A network of parent groups, including the Clackamas County-based Clack to School, have united to push the state to allow schools to resume in-person learning by Jan. 6, 2021 — exactly 300 days since most of Oregon’s approximately 600,000 students set foot inside a classroom.
The new coalition, ED300, represents the “first joint effort by tens of thousands of parents from Portland to southern and eastern Oregon,” its organizers say.
The group Clack to School, which includes some Canby School District parents and students, began organizing in September along with other grassroots organizations to advocate on behalf of students.
“We witnessed learning losses, technology failures, repercussions of no school-based activities, accessibility issues for students with disabilities, and significant mental and emotional health challenges for too many students,” the group said in a press release Monday.
The group is calling on Gov. Kate Brown to “remove the state’s barriers,” and allow local superintendents and school boards, along with lawmakers, more agency to engage parents and implement a “safe and prompt return to in-person learning and co-curricular activities for those who choose,” said Rene Gonzalez, a parent of three school-aged children and spokesperson for ED300 and Opening PDX Schools.
Data from numerous states and countries show schools are not significant sources of spread for the novel coronavirus, the group’s supporters say.
And while the state and county are grappling with an unprecedented surge in new cases over the past two weeks — there is no evidence that open schools would worsen these spikes.
On the other hand, the group says, the mental, social and educational impacts on children and employment-related difficulties for parents that distance learning have wrought is “now a crisis that must be addressed.”
“The learning losses attributable to remote education are not recoverable for many students with learning challenges,” said Jennifer Dale, spokesperson for Clack to School and parent of three school-aged children, including a daughter receiving special education services.
The group’s renewed efforts come barely a week after the state significantly eased its metrics for resuming in-person learning (though the recent surge appears to have placed those standards as far out of reach in Clackamas County as the previous ones, at least for the time being).
That’s not enough, says the group.
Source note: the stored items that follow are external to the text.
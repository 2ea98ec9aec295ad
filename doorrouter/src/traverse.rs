use std::collections::{BTreeSet, VecDeque};

use hashbrown::HashSet;

use crate::graph::{EdgeId, Graph, NodeId, NodeSet};
use crate::reduce::LogicView;

/// Result of one traversal, expanded onto the original graph.
#[derive(Clone, Debug)]
pub struct Reachability {
    pub start: NodeId,
    pub strict: bool,
    pub reached: NodeSet,
    pub used_edges: BTreeSet<EdgeId>,
    pub guaranteed: Vec<Option<NodeSet>>,
    pub full_guaranteed: Vec<Vec<NodeSet>>,
    pub rank: Vec<Option<usize>>,
    /// False when a seek traversal stopped before the fixpoint.
    pub complete: bool,
}

impl Reachability {
    pub fn guaranteed(&self, node: NodeId) -> Option<&NodeSet> {
        self.guaranteed[node].as_ref()
    }

    /// Shortest hop path from the start to `node` over admitted edges.
    pub fn path_to(&self, graph: &Graph, node: NodeId) -> Option<Vec<NodeId>> {
        let rank = self.rank[node]?;
        let mut path = vec![node];
        let mut current = node;
        for r in (0..rank).rev() {
            current = graph.nodes[current]
                .reverse_edges
                .iter()
                .filter(|e| self.used_edges.contains(e))
                .map(|&e| graph.edges[e].source)
                .find(|&s| self.rank[s] == Some(r))?;
            path.push(current);
        }
        path.reverse();
        Some(path)
    }
}

/// Alternative guarantee combinations for one node: a lower cover of the
/// visited sets of every walk reaching it, kept as an antichain of minimal
/// sets. Every walk visits all nodes of at least one alternative.
#[derive(Clone, Debug, Default)]
pub struct GuaranteeReducer {
    pub alternatives: Vec<NodeSet>,
}

impl GuaranteeReducer {
    /// Returns true if the alternatives changed. Past `limit` the family
    /// collapses into its common subset, which still covers every walk.
    pub fn push(&mut self, g: NodeSet, limit: usize) -> bool {
        if self.alternatives.iter().any(|a| a.is_subset(&g)) {
            return false;
        }
        self.alternatives.retain(|a| !g.is_subset(a));
        self.alternatives.push(g);
        if self.alternatives.len() > limit {
            if let Some(common) = common_subset(&self.alternatives) {
                self.alternatives = vec![common];
            }
        }
        true
    }

    pub fn is_empty(&self) -> bool {
        self.alternatives.is_empty()
    }
}

fn common_subset(sets: &[NodeSet]) -> Option<NodeSet> {
    let mut iter = sets.iter();
    let first = iter.next()?.clone();
    Some(iter.fold(first, |acc, a| acc.intersection(a).copied().collect()))
}

// Visited sets of admissible walks, keeping only maximal ones. Used to
// decide which conditional edges a walk can open.
#[derive(Clone, Debug, Default)]
struct WalkSets {
    alternatives: Vec<NodeSet>,
}

impl WalkSets {
    fn push(&mut self, g: NodeSet, limit: usize) -> bool {
        if self.alternatives.iter().any(|a| g.is_subset(a)) {
            return false;
        }
        let dominated = self.alternatives.iter().filter(|a| a.is_subset(&g)).count();
        if self.alternatives.len() - dominated >= limit {
            return false;
        }
        self.alternatives.retain(|a| !a.is_subset(&g));
        self.alternatives.push(g);
        true
    }

    fn is_empty(&self) -> bool {
        self.alternatives.is_empty()
    }
}

struct Traverser<'a> {
    view: &'a LogicView,
    start: NodeId,
    strict: bool,
    limit: usize,
    lsr: Vec<WalkSets>,
    used: BTreeSet<usize>,
    lazy: bool,
    complex_nodes: HashSet<NodeId>,
}

impl<'a> Traverser<'a> {
    fn new(graph: &Graph, view: &'a LogicView, start: NodeId, strict: bool) -> Self {
        let mut lsr = vec![WalkSets::default(); graph.nodes.len()];
        lsr[start].alternatives.push([start].into_iter().collect());
        Traverser {
            view,
            start,
            strict,
            limit: graph.config.fg_cache_limit,
            lsr,
            used: BTreeSet::new(),
            lazy: graph.config.lazy_complex_nodes,
            complex_nodes: HashSet::new(),
        }
    }

    fn seek_satisfied(&self, seek: &NodeSet) -> bool {
        seek.iter().all(|&n| !self.lsr[self.view.leader[n]].is_empty())
    }

    /// Runs to the fixpoint, or until every seek node is reached.
    fn run(&mut self, seek: Option<&NodeSet>) -> bool {
        if let Some(seek) = seek {
            if self.seek_satisfied(seek) {
                return false;
            }
        }
        let mut modified_vertices: HashSet<NodeId> = HashSet::new();
        modified_vertices.insert(self.start);
        loop {
            while !modified_vertices.is_empty() {
                let mut new_modified_vertices: HashSet<NodeId> = HashSet::new();
                // Process in sorted order to keep the traversal deterministic.
                let mut modified_vec: Vec<NodeId> = modified_vertices.into_iter().collect();
                modified_vec.sort();
                for src in modified_vec {
                    self.expand(src, &mut new_modified_vertices);
                    if let Some(seek) = seek {
                        if self.seek_satisfied(seek) {
                            return false;
                        }
                    }
                }
                modified_vertices = new_modified_vertices;
            }
            if self.lazy && !self.complex_nodes.is_empty() {
                self.lazy = false;
                modified_vertices = std::mem::take(&mut self.complex_nodes);
                continue;
            }
            return true;
        }
    }

    fn expand(&mut self, src: NodeId, modified: &mut HashSet<NodeId>) {
        let view = self.view;
        let common = common_subset(&self.lsr[src].alternatives);
        for &ve in &view.out_edges[src] {
            let edge = &view.edges[ve];
            if self.strict && edge.questionable {
                continue;
            }
            if self.lazy && !edge.condition.is_empty() {
                self.complex_nodes.insert(src);
                continue;
            }
            let covering: Vec<NodeSet> = match &common {
                Some(c) if edge.condition.is_subset(c) => self.lsr[src].alternatives.clone(),
                _ => self.lsr[src]
                    .alternatives
                    .iter()
                    .filter(|a| edge.condition.is_subset(a))
                    .cloned()
                    .collect(),
            };
            if covering.is_empty() {
                continue;
            }
            self.used.insert(ve);
            let dst = edge.destination;
            if dst == self.start {
                continue;
            }
            let mut improved = false;
            for mut g in covering {
                g.insert(dst);
                if self.lsr[dst].push(g, self.limit) {
                    improved = true;
                }
            }
            if improved {
                modified.insert(dst);
            }
        }
    }
}

/// Reachability from `start`, with guarantees, over the given view.
pub fn traverse(
    graph: &Graph,
    view: &LogicView,
    start: NodeId,
    strict: bool,
    seek: Option<&NodeSet>,
) -> Reachability {
    let mut traverser = Traverser::new(graph, view, start, strict);
    let complete = traverser.run(seek);

    let reached_leaders: NodeSet = (0..graph.nodes.len())
        .filter(|&n| !traverser.lsr[n].is_empty())
        .collect();
    let reached = view.remap_nodes(&reached_leaders);
    let used_edges = view.remap_edges(&traverser.used, &reached_leaders);
    let rank = compute_rank(graph, start, &used_edges);
    let guaranteed = compute_guaranteed(graph, start, &reached, &used_edges, &rank);
    let full_guaranteed = compute_full_guaranteed(graph, start, &used_edges);

    Reachability {
        start,
        strict,
        reached,
        used_edges,
        guaranteed,
        full_guaranteed,
        rank,
        complete,
    }
}

fn compute_rank(graph: &Graph, start: NodeId, used_edges: &BTreeSet<EdgeId>) -> Vec<Option<usize>> {
    let mut rank: Vec<Option<usize>> = vec![None; graph.nodes.len()];
    rank[start] = Some(0);
    let mut queue: VecDeque<NodeId> = VecDeque::new();
    queue.push_back(start);
    while let Some(u) = queue.pop_front() {
        let r = rank[u].unwrap_or(0);
        for &e in &graph.nodes[u].edges {
            if !used_edges.contains(&e) {
                continue;
            }
            let v = graph.edges[e].destination;
            if rank[v].is_none() {
                rank[v] = Some(r + 1);
                queue.push_back(v);
            }
        }
    }
    rank
}

/// Alternatives built as `M ∪ cond(e) ∪ {d}` for each alternative `M` of the
/// source of an admitted edge `e: s -> d`. Any walk reaching `d` over `e`
/// has visited some `M` and everything `e` requires.
fn compute_full_guaranteed(
    graph: &Graph,
    start: NodeId,
    used_edges: &BTreeSet<EdgeId>,
) -> Vec<Vec<NodeSet>> {
    let limit = graph.config.fg_cache_limit;
    let mut reducers = vec![GuaranteeReducer::default(); graph.nodes.len()];
    reducers[start].alternatives.push([start].into_iter().collect());

    let mut modified_vertices: HashSet<NodeId> = HashSet::new();
    modified_vertices.insert(start);
    while !modified_vertices.is_empty() {
        let mut new_modified_vertices: HashSet<NodeId> = HashSet::new();
        let mut modified_vec: Vec<NodeId> = modified_vertices.into_iter().collect();
        modified_vec.sort();
        for src in modified_vec {
            for &e in &graph.nodes[src].edges {
                if !used_edges.contains(&e) {
                    continue;
                }
                let edge = &graph.edges[e];
                let dst = edge.destination;
                if dst == start {
                    continue;
                }
                let mut changed = false;
                for mut g in reducers[src].alternatives.clone() {
                    if !graph.config.no_logic {
                        g.extend(edge.true_condition.iter().copied());
                    }
                    g.insert(dst);
                    if reducers[dst].push(g, limit) {
                        changed = true;
                    }
                }
                if changed {
                    new_modified_vertices.insert(dst);
                }
            }
        }
        modified_vertices = new_modified_vertices;
    }

    reducers
        .into_iter()
        .map(|r| {
            let mut alternatives = r.alternatives;
            alternatives.sort();
            alternatives
        })
        .collect()
}

/// Greatest fixpoint of `g(d) = {d} ∪ ⋂ (g(s) ∪ cond(e))` over admitted
/// edges `e: s -> d`. Unknown values start at the top and only shrink.
fn compute_guaranteed(
    graph: &Graph,
    start: NodeId,
    reached: &NodeSet,
    used_edges: &BTreeSet<EdgeId>,
    rank: &[Option<usize>],
) -> Vec<Option<NodeSet>> {
    let mut guaranteed: Vec<Option<NodeSet>> = vec![None; graph.nodes.len()];
    guaranteed[start] = Some([start].into_iter().collect());

    let mut order: Vec<NodeId> = reached.iter().copied().filter(|&n| n != start).collect();
    order.sort_by_key(|&n| (rank[n], n));

    let mut changed = true;
    while changed {
        changed = false;
        for &d in &order {
            let mut meet: Option<NodeSet> = None;
            for &e in &graph.nodes[d].reverse_edges {
                if !used_edges.contains(&e) {
                    continue;
                }
                let edge = &graph.edges[e];
                let Some(gs) = &guaranteed[edge.source] else {
                    continue;
                };
                let mut incoming: NodeSet = gs.clone();
                if !graph.config.no_logic {
                    incoming.extend(edge.true_condition.iter().copied());
                }
                meet = Some(match meet {
                    None => incoming,
                    Some(m) => m.intersection(&incoming).copied().collect(),
                });
            }
            let Some(mut new) = meet else {
                continue;
            };
            if let Some(old) = &guaranteed[d] {
                new = new.intersection(old).copied().collect();
            }
            new.insert(d);
            if guaranteed[d].as_ref() != Some(&new) {
                guaranteed[d] = Some(new);
                changed = true;
            }
        }
    }
    guaranteed
}

/// Nodes from which root can be reached again. A node counts only if each
/// of its alternatives can take some covered edge to a confirmed node.
pub fn backward_reachable_to_root(graph: &Graph, root_reach: &Reachability) -> NodeSet {
    let mut confirmed: NodeSet = [graph.root].into_iter().collect();
    let mut changed = true;
    while changed {
        changed = false;
        for n in 0..graph.nodes.len() {
            if confirmed.contains(&n) {
                continue;
            }
            let own: Vec<NodeSet>;
            let alternatives = if root_reach.full_guaranteed[n].is_empty() {
                own = vec![[n].into_iter().collect()];
                &own
            } else {
                &root_reach.full_guaranteed[n]
            };
            let returns = alternatives.iter().all(|alt| {
                graph.nodes[n].edges.iter().any(|&e| {
                    let edge = &graph.edges[e];
                    edge.enabled
                        && confirmed.contains(&edge.destination)
                        && (graph.config.no_logic || edge.true_condition.is_subset(alt))
                })
            });
            if returns {
                confirmed.insert(n);
                changed = true;
            }
        }
    }
    confirmed
}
They are calling for the elimination of statewide mandates and county metrics altogether, in favor of guidelines that facilitate “tailored, community-level approaches.
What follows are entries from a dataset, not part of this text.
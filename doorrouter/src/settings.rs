use anyhow::{ensure, Context, Result};
use serde::{Deserialize, Serialize};
use std::path::Path;
use std::time::Duration;

#[derive(Serialize, Deserialize, Clone, Debug, PartialEq)]
#[serde(default)]
pub struct RouterConfig {
    pub seed: u64,
    /// Fraction of connectable nodes that must end up connected.
    pub map_size: f64,
    /// Lower fraction accepted once no further ADD is possible.
    pub map_strictness: f64,
    pub skip_complex_nodes: f64,
    pub avoid_softlocks: bool,
    pub lazy_complex_nodes: bool,
    pub goal_based_missables: bool,
    pub retry_limit: usize,
    pub retry_limit_close: usize,
    /// Seconds.
    pub time_limit: u64,
    pub fg_cache_limit: usize,
    pub no_logic: bool,
    pub use_reduction: bool,
    pub max_build_attempts: Option<usize>,
}

impl Default for RouterConfig {
    fn default() -> Self {
        RouterConfig {
            seed: 0,
            map_size: 1.0,
            map_strictness: 0.8,
            skip_complex_nodes: 0.0,
            avoid_softlocks: true,
            lazy_complex_nodes: false,
            goal_based_missables: true,
            retry_limit: 10000,
            retry_limit_close: 1000,
            time_limit: 600,
            fg_cache_limit: 16,
            no_logic: false,
            use_reduction: true,
            max_build_attempts: None,
        }
    }
}

impl RouterConfig {
    pub fn time_limit(&self) -> Duration {
        Duration::from_secs(self.time_limit)
    }

    fn validate(&self) -> Result<()> {
        for (name, value) in [
            ("map_size", self.map_size),
            ("map_strictness", self.map_strictness),
            ("skip_complex_nodes", self.skip_complex_nodes),
        ] {
            ensure!(
                (0.0..=1.0).contains(&value),
                "{name} must be between 0 and 1, got {value}"
            );
        }
        ensure!(self.fg_cache_limit > 0, "fg_cache_limit must be positive");
        Ok(())
    }
}

pub fn parse_router_config(config_json: &str) -> Result<RouterConfig> {
    let mut des = serde_json::Deserializer::from_str(config_json);
    let config: RouterConfig = serde_path_to_error::deserialize(&mut des)?;
    config.validate()?;
    Ok(config)
}

pub fn load_router_config(path: &Path) -> Result<RouterConfig> {
    let config_str = std::fs::read_to_string(path)
        .with_context(|| format!("unable to read {}", path.display()))?;
    parse_router_config(&config_str).with_context(|| format!("unable to parse {}", path.display()))
}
“We are out of alignment with 42 other states that have guidelines rather than mandates,” the group says. “Oregon’s overly blunt mandates are prolonging closures and harming every age student, from early learners to high school students who need support in their journeys to higher education.”
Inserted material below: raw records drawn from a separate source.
use std::collections::BTreeSet;
use std::fmt;
use std::time::Instant;

use doorrouter_logic::LogicData;
use log::{info, warn};
use rand::rngs::StdRng;
use rand::seq::SliceRandom;
use rand::{Rng, RngCore, SeedableRng};

use crate::error::{RouterError, ValidationFailure};
use crate::graph::{Graph, NodeId};
use crate::settings::RouterConfig;

const ITERATION_STREAM: u64 = 0;
const ATTEMPT_STREAM: u64 = 1;

pub type PairValidator<'a> = &'a dyn Fn(&Graph, NodeId, NodeId) -> bool;

/// Optional filters on candidate pairs. The strict one is tried first; the
/// lenient one only when the strict one leaves nothing.
#[derive(Default, Clone, Copy)]
pub struct Validators<'a> {
    pub strict: Option<PairValidator<'a>>,
    pub lenient: Option<PairValidator<'a>>,
}

#[derive(Clone, Debug, PartialEq, Eq)]
pub struct ConnectSummary {
    pub longest_path: Vec<String>,
    pub generated_edges: usize,
    pub static_edges: usize,
    pub loops: usize,
}

impl fmt::Display for ConnectSummary {
    fn fmt(&self, f: &mut fmt::Formatter<'_>) -> fmt::Result {
        writeln!(f, "Longest path: {}", self.longest_path.join(" > "))?;
        writeln!(
            f,
            "Edges: {} generated, {} static",
            self.generated_edges, self.static_edges
        )?;
        write!(f, "Loops: {}", self.loops)
    }
}

fn seeded_rng(seed: u64, stream: u64, index: u64) -> StdRng {
    let mut rng_seed = [0u8; 32];
    rng_seed[..8].copy_from_slice(&seed.to_le_bytes());
    rng_seed[8..16].copy_from_slice(&index.to_le_bytes());
    rng_seed[16..24].copy_from_slice(&stream.to_le_bytes());
    StdRng::from_seed(rng_seed)
}

fn attempt_seed(seed: u64, attempt: usize) -> u64 {
    if attempt == 0 {
        seed
    } else {
        seeded_rng(seed, ATTEMPT_STREAM, attempt as u64).next_u64()
    }
}

/// Connected undirected pairs among rooted nodes whose removal would split
/// the rooted graph.
pub fn rooted_bridges(graph: &Graph) -> BTreeSet<(NodeId, NodeId)> {
    let n = graph.nodes.len();
    let rooted = |x: NodeId| graph.nodes[x].state.rooted;
    let pairs: Vec<(NodeId, NodeId)> = graph
        .all_edges
        .iter()
        .map(|&e| &graph.edges[e])
        .filter(|e| e.enabled && e.source != e.destination)
        .filter(|e| rooted(e.source) && rooted(e.destination))
        .map(|e| (e.source.min(e.destination), e.source.max(e.destination)))
        .collect::<BTreeSet<_>>()
        .into_iter()
        .collect();
    let mut adj: Vec<Vec<(NodeId, usize)>> = vec![vec![]; n];
    for (i, &(a, b)) in pairs.iter().enumerate() {
        adj[a].push((b, i));
        adj[b].push((a, i));
    }

    let mut disc: Vec<Option<usize>> = vec![None; n];
    let mut low: Vec<usize> = vec![0; n];
    let mut time = 0;
    let mut bridges = BTreeSet::new();
    for s in 0..n {
        if !rooted(s) || disc[s].is_some() {
            continue;
        }
        disc[s] = Some(time);
        low[s] = time;
        time += 1;
        // (node, pair index used to enter it, next neighbor to visit)
        let mut stack: Vec<(NodeId, Option<usize>, usize)> = vec![(s, None, 0)];
        while let Some(top) = stack.last_mut() {
            let (u, parent_pair) = (top.0, top.1);
            if top.2 < adj[u].len() {
                let (v, pair) = adj[u][top.2];
                top.2 += 1;
                if Some(pair) == parent_pair {
                    continue;
                }
                match disc[v] {
                    Some(d) => low[u] = low[u].min(d),
                    None => {
                        disc[v] = Some(time);
                        low[v] = time;
                        time += 1;
                        stack.push((v, Some(pair), 0));
                    }
                }
            } else {
                stack.pop();
                if let (Some(&(p, _, _)), Some(pair)) = (stack.last(), parent_pair) {
                    low[p] = low[p].min(low[u]);
                    if disc[p].is_some_and(|dp| low[u] > dp) {
                        bridges.insert(pairs[pair]);
                    }
                }
            }
        }
    }
    bridges
}

fn add_candidates(graph: &Graph) -> Vec<NodeId> {
    graph
        .unconnected
        .iter()
        .copied()
        .filter(|&a| graph.nodes[a].state.rooted && graph.dependencies_met(a))
        .collect()
}

fn partners(graph: &Graph, a: NodeId) -> Vec<NodeId> {
    graph
        .unconnected
        .iter()
        .copied()
        .filter(|&b| b != a && graph.dependencies_met(b) && graph.tags_compatible(a, b))
        .collect()
}

fn has_add_options(graph: &Graph) -> bool {
    add_candidates(graph)
        .into_iter()
        .any(|a| !partners(graph, a).is_empty())
}

fn try_add(graph: &mut Graph, validators: &Validators, rng: &mut StdRng) -> Result<(), ValidationFailure> {
    let skip = graph.config.skip_complex_nodes;
    let candidates: Vec<NodeId> = add_candidates(graph)
        .into_iter()
        .filter(|&a| !(skip > 0.0 && graph.is_complex(a) && rng.gen_bool(skip)))
        .collect();
    let Some(&a) = candidates.choose(rng) else {
        return Err(ValidationFailure::NoOptions(
            "no rooted unconnected nodes".to_string(),
        ));
    };
    let mut options = partners(graph, a);
    if let Some(strict) = validators.strict {
        let filtered: Vec<NodeId> = options.iter().copied().filter(|&b| strict(graph, a, b)).collect();
        if !filtered.is_empty() {
            options = filtered;
        } else if let Some(lenient) = validators.lenient {
            options.retain(|&b| lenient(graph, a, b));
        } else {
            options.clear();
        }
    } else if let Some(lenient) = validators.lenient {
        options.retain(|&b| lenient(graph, a, b));
    }
    let unrooted: Vec<NodeId> = options
        .iter()
        .copied()
        .filter(|&b| !graph.nodes[b].state.rooted)
        .collect();
    let pool = if unrooted.is_empty() { &options } else { &unrooted };
    let Some(&b) = pool.choose(rng) else {
        return Err(ValidationFailure::NoOptions(format!(
            "nothing to join with {}",
            graph.label(a)
        )));
    };
    graph.connect(a, b);
    Ok(())
}

fn try_remove(graph: &mut Graph, rng: &mut StdRng) -> Result<(), ValidationFailure> {
    let pairs: Vec<(NodeId, NodeId)> = graph.generated_pairs().into_iter().collect();
    let bridges = rooted_bridges(graph);
    let removable: Vec<(NodeId, NodeId)> = pairs
        .iter()
        .copied()
        .filter(|p| !bridges.contains(p))
        .collect();
    let choice = match removable.choose(rng) {
        Some(&p) => Some(p),
        None => pairs.iter().copied().max_by_key(|&(a, b)| {
            let rank = |x: NodeId| graph.nodes[x].state.rank.unwrap_or(0);
            (rank(a).max(rank(b)), std::cmp::Reverse(a))
        }),
    };
    let Some((a, b)) = choice else {
        return Err(ValidationFailure::NoOptions(
            "no generated edges to remove".to_string(),
        ));
    };
    graph.disconnect(a, b);
    Ok(())
}

pub fn summarize(graph: &mut Graph, loops: usize) -> ConnectSummary {
    let r = graph.reachable_with_guarantees(graph.root, false);
    let deepest = r
        .reached
        .iter()
        .copied()
        .max_by_key(|&n| (r.rank[n], std::cmp::Reverse(n)))
        .unwrap_or(graph.root);
    let longest_path = r
        .path_to(graph, deepest)
        .unwrap_or_default()
        .into_iter()
        .map(|n| graph.label(n).to_string())
        .collect();
    let generated_edges = graph
        .all_edges
        .iter()
        .filter(|&&e| graph.edges[e].generated)
        .count();
    ConnectSummary {
        longest_path,
        generated_edges,
        static_edges: graph.all_edges.len() - generated_edges,
        loops,
    }
}

/// Randomly adds and removes connections until the goal is reachable and
/// enough of the map is connected.
pub fn connect_everything(graph: &mut Graph, validators: &Validators) -> Result<ConnectSummary, RouterError> {
    let start_time = Instant::now();
    let seed = graph.config.seed;
    let mut iteration: usize = 0;
    let mut failures: usize = 0;
    loop {
        if graph.verify_goal() {
            let fraction = graph.connected_fraction();
            if fraction >= graph.config.map_size
                || (fraction >= graph.config.map_strictness && !has_add_options(graph))
            {
                let summary = summarize(graph, iteration);
                info!("Connected after {iteration} iterations:\n{summary}");
                return Ok(summary);
            }
        }
        let elapsed = start_time.elapsed();
        if iteration >= graph.config.retry_limit
            || failures >= graph.config.retry_limit_close
            || elapsed > graph.config.time_limit()
        {
            return Err(RouterError::BudgetExhausted {
                iterations: iteration,
                elapsed,
            });
        }

        let mut rng = seeded_rng(seed, ITERATION_STREAM, iteration as u64);
        iteration += 1;
        let add_probability = 0.9f64.powi(failures.min(i32::MAX as usize) as i32).max(0.1);
        let add = graph.generated_pairs().is_empty() || rng.gen_bool(add_probability);
        let result = if add {
            try_add(graph, validators, &mut rng)
        } else {
            try_remove(graph, &mut rng)
        }
        .and_then(|()| graph.verify());

        let message = match result {
            Ok(()) => {
                graph.commit();
                failures = 0;
                (if add { "added" } else { "removed" }).to_string()
            }
            Err(e) => {
                graph.rollback();
                failures += 1;
                e.to_string()
            }
        };
        let unrootable = graph.nodes.iter().filter(|n| !n.state.rooted).count();
        let goal_reached = graph.goal_reached();
        info!(
            "[iteration {iteration}] unconnected: {}, unrootable: {unrootable}, goal reached: {goal_reached}, {message}",
            graph.unconnected.len()
        );
    }
}

/// Builds a graph and connects it, rebuilding with a derived seed whenever
/// the search budget runs out.
pub fn build_graph(
    data: &LogicData,
    config: &RouterConfig,
    validators: &Validators,
) -> Result<(Graph, ConnectSummary), RouterError> {
    let mut attempt = 0;
    loop {
        let mut attempt_config = config.clone();
        attempt_config.seed = attempt_seed(config.seed, attempt);
        let mut graph = Graph::new(data, attempt_config)?;
        match connect_everything(&mut graph, validators) {
            Ok(summary) => return Ok((graph, summary)),
            Err(e @ RouterError::BudgetExhausted { .. }) => {
                attempt += 1;
                if config.max_build_attempts.is_some_and(|max| attempt >= max) {
                    return Err(e);
                }
                warn!("[attempt {attempt}] {e}; rebuilding");
            }
            Err(e) => return Err(e),
        }
    }
}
The group also calls for greater transparency from school districts about enrollment data, student engagement, grading outcomes and attendance so parents can make informed decisions about in-person learning and remote options.
And, many working parents are looking warily ahead to Dec. 31 — the likely expiration date of employer paid leave provided through the Families First Coronavirus Response Act.
“Schools will likely reopen in hybrid models,” says ED300. “Families must understand how state lawmakers will support Oregon’s families and parents.”